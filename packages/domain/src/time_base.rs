//! Rational time bases and timestamp rescaling.

use std::fmt;
use std::time::Duration;

/// A rational unit of time: one tick lasts `num / den` seconds.
#[derive(Debug, Clone, Copy, PartialEq, Eq, Hash)]
pub struct TimeBase {
    num: u32,
    den: u32,
}

impl TimeBase {
    /// One tick per microsecond.
    pub const MICROSECONDS: TimeBase = TimeBase {
        num: 1,
        den: 1_000_000,
    };
    /// One tick per millisecond.
    pub const MILLISECONDS: TimeBase = TimeBase {
        num: 1,
        den: 1_000,
    };

    /// Build a time base, rejecting zero terms.
    pub const fn new(num: u32, den: u32) -> Option<Self> {
        if num == 0 || den == 0 {
            None
        } else {
            Some(Self { num, den })
        }
    }

    /// `1 / sample_rate`, the natural time base of a PCM stream.
    pub const fn from_sample_rate(sample_rate: u32) -> Option<Self> {
        Self::new(1, sample_rate)
    }

    #[inline]
    pub const fn num(self) -> u32 {
        self.num
    }

    #[inline]
    pub const fn den(self) -> u32 {
        self.den
    }

    /// Re-express `value` ticks of `self` as ticks of `to`.
    ///
    /// Rounds to nearest with ties away from zero; the intermediate product
    /// is computed in 128 bits and saturates at the `i64` range.
    pub fn rescale(self, value: i64, to: TimeBase) -> i64 {
        let num = i128::from(value) * i128::from(self.num) * i128::from(to.den);
        let den = i128::from(self.den) * i128::from(to.num);
        let half = den / 2;
        let rounded = if num >= 0 {
            (num + half) / den
        } else {
            (num - half) / den
        };
        rounded.clamp(i128::from(i64::MIN), i128::from(i64::MAX)) as i64
    }

    /// Length of `ticks` ticks; negative values clamp to zero.
    pub fn to_duration(self, ticks: i64) -> Duration {
        let micros = self.rescale(ticks, Self::MICROSECONDS).max(0);
        Duration::from_micros(micros as u64)
    }

    /// Number of ticks closest to `duration`.
    pub fn from_duration(self, duration: Duration) -> i64 {
        let micros = i64::try_from(duration.as_micros()).unwrap_or(i64::MAX);
        Self::MICROSECONDS.rescale(micros, self)
    }
}

impl fmt::Display for TimeBase {
    fn fmt(&self, f: &mut fmt::Formatter<'_>) -> fmt::Result {
        write!(f, "{}/{}", self.num, self.den)
    }
}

══════

**Required action**
Which lines of the material contain the string "half"? List each of them.

**Solution to this task**
        let half = den / 2;
            (num + half) / den
            (num - half) / den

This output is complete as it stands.